Irrespective of who is in the White House, America’s traditional position on the Cyprus peace process has been unconditional support of the bi-zonal bi-communal federation perspective. Blinken will not change that. However, this position may not be tenable for much longer given the increasing military tensions in the region as French, Greek, and Egyptian navies conduct joint drills and Turkey’s NAVTEX makes declarations southeast of the island of Crete. Washington will likely push for a compromise-centric solution in order to de-escalate tensions between NATO partners when it comes to managing the hydrocarbon resources in the Eastern Mediterranean, likely through a joint NATO-EU initiative.

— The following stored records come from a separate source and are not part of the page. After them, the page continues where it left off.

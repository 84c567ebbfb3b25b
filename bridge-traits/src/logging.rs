//! Host Logging Sink
//!
//! Lets hosts receive the core's structured log events in their own logging
//! pipeline (OSLog, Logcat, a log panel in the UI).

use chrono::{DateTime, Utc};
use serde::{Deserialize, Serialize};
use std::collections::BTreeMap;
use std::fmt;
use std::str::FromStr;

use crate::error::{BridgeError, Result};

/// Log level, ordered from most to least verbose.
#[derive(Debug, Clone, Copy, PartialEq, Eq, PartialOrd, Ord, Serialize, Deserialize)]
pub enum LogLevel {
    Trace,
    Debug,
    Info,
    Warn,
    Error,
}

impl LogLevel {
    pub fn as_str(&self) -> &'static str {
        match self {
            LogLevel::Trace => "trace",
            LogLevel::Debug => "debug",
            LogLevel::Info => "info",
            LogLevel::Warn => "warn",
            LogLevel::Error => "error",
        }
    }
}

impl fmt::Display for LogLevel {
    fn fmt(&self, f: &mut fmt::Formatter<'_>) -> fmt::Result {
        f.write_str(self.as_str())
    }
}

impl FromStr for LogLevel {
    type Err = BridgeError;

    fn from_str(s: &str) -> Result<Self> {
        match s.trim().to_ascii_lowercase().as_str() {
            "trace" => Ok(LogLevel::Trace),
            "debug" => Ok(LogLevel::Debug),
            "info" => Ok(LogLevel::Info),
            "warn" | "warning" => Ok(LogLevel::Warn),
            "error" => Ok(LogLevel::Error),
            other => Err(BridgeError::OperationFailed(format!(
                "Unknown log level: {}",
                other
            ))),
        }
    }
}

/// Structured log entry forwarded to a [`LoggerSink`].
#[derive(Debug, Clone, Serialize, Deserialize)]
pub struct LogEntry {
    pub level: LogLevel,
    pub timestamp: DateTime<Utc>,
    /// Module path the event was emitted from
    pub target: String,
    pub message: String,
    /// Structured fields recorded on the event, sorted by name
    pub fields: BTreeMap<String, String>,
    /// Name of the innermost span, if any
    pub span: Option<String>,
}

impl LogEntry {
    pub fn new(level: LogLevel, target: impl Into<String>, message: impl Into<String>) -> Self {
        Self {
            level,
            timestamp: Utc::now(),
            target: target.into(),
            message: message.into(),
            fields: BTreeMap::new(),
            span: None,
        }
    }

    pub fn with_field(mut self, key: impl Into<String>, value: impl Into<String>) -> Self {
        self.fields.insert(key.into(), value.into());
        self
    }

    pub fn with_span(mut self, span: impl Into<String>) -> Self {
        self.span = Some(span.into());
        self
    }
}

/// Logger sink trait
///
/// # Security
///
/// The core never records credential values on log events, but sinks that
/// persist logs should still apply the host's own privacy policy.
#[async_trait::async_trait]
pub trait LoggerSink: Send + Sync {
    /// Forward a log entry to the host logging system
    async fn log(&self, entry: LogEntry) -> Result<()>;

    /// Flush any buffered logs
    async fn flush(&self) -> Result<()> {
        Ok(())
    }

    /// Entries below this level are dropped before reaching the sink.
    fn min_level(&self) -> LogLevel {
        LogLevel::Info
    }
}

/// Sink that writes one line per entry to stderr.
#[derive(Debug, Clone)]
pub struct ConsoleLogger {
    pub min_level: LogLevel,
}

impl Default for ConsoleLogger {
    fn default() -> Self {
        Self {
            min_level: LogLevel::Info,
        }
    }
}

impl ConsoleLogger {
    fn render(entry: &LogEntry) -> String {
        let mut line = format!(
            "[{}] {:>5} {}: {}",
            entry.timestamp.format("%Y-%m-%d %H:%M:%S%.3f"),
            entry.level.as_str().to_ascii_uppercase(),
            entry.target,
            entry.message
        );
        for (key, value) in &entry.fields {
            line.push_str(&format!(" {}={}", key, value));
        }
        line
    }
}

#[async_trait::async_trait]
impl LoggerSink for ConsoleLogger {
    async fn log(&self, entry: LogEntry) -> Result<()> {
        if entry.level >= self.min_level {
            eprintln!("{}", Self::render(&entry));
        }
        Ok(())
    }

    fn min_level(&self) -> LogLevel {
        self.min_level
    }
}

#[cfg(test)]
mod tests {
    use super::*;

    #[test]
    fn test_log_level_parsing() {
        assert_eq!("INFO".parse::<LogLevel>().unwrap(), LogLevel::Info);
        assert_eq!(" warning ".parse::<LogLevel>().unwrap(), LogLevel::Warn);
        assert!("verbose".parse::<LogLevel>().is_err());
        assert!(LogLevel::Debug < LogLevel::Error);
    }

    #[test]
    fn test_log_entry_builder() {
        let entry = LogEntry::new(LogLevel::Info, "core_auth::gateway", "Credential refreshed")
            .with_field("queued", "3")
            .with_span("refresh");

        assert_eq!(entry.level, LogLevel::Info);
        assert_eq!(entry.target, "core_auth::gateway");
        assert_eq!(entry.fields.get("queued"), Some(&"3".to_string()));
        assert_eq!(entry.span, Some("refresh".to_string()));
    }

    #[test]
    fn test_console_render_includes_fields() {
        let entry = LogEntry::new(LogLevel::Warn, "core_api", "Slow response")
            .with_field("path", "/books")
            .with_field("elapsed_ms", "950");

        let line = ConsoleLogger::render(&entry);
        assert!(line.contains(" WARN core_api: Slow response"));
        assert!(line.ends_with("elapsed_ms=950 path=/books"));
    }

    #[tokio::test]
    async fn test_console_logger() {
        let logger = ConsoleLogger::default();
        let entry = LogEntry::new(LogLevel::Info, "test", "Test log");

        logger.log(entry).await.unwrap();
    }
}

The most significant challenge to such a compromise will not necessarily be Ankara’s stubborn commitment to its Blue Homeland Doctrine, which may be shelved by Erdogan when push comes to shove, but rather Turkey’s increasingly strategic partnership with Moscow.
 
Ankara is entrapped in its relationship with Moscow so much so that any unilateral foreign policy from Ankara is not carried out until it gets the greenlight from Putin. This has been the case in Libya, Cyprus, Karabakh, and Syria. Since now the U.S. officially announced to impose CAATSA sanctions on Turkey in response to the purchase and activation of Russian S-400 air defense systems, this may make for a very rocky restart to relations between the countries. However, Biden and Blinken may hold off on implementing said sanctions as a gesture of goodwill toward Ankara. NATO Secretary General Stoltenberg’s recent comments about seeking a ‘positive agenda’ and how to restructure relations with Turkey is a clear indication of how the Biden administration will approach the Eastern Mediterranean question.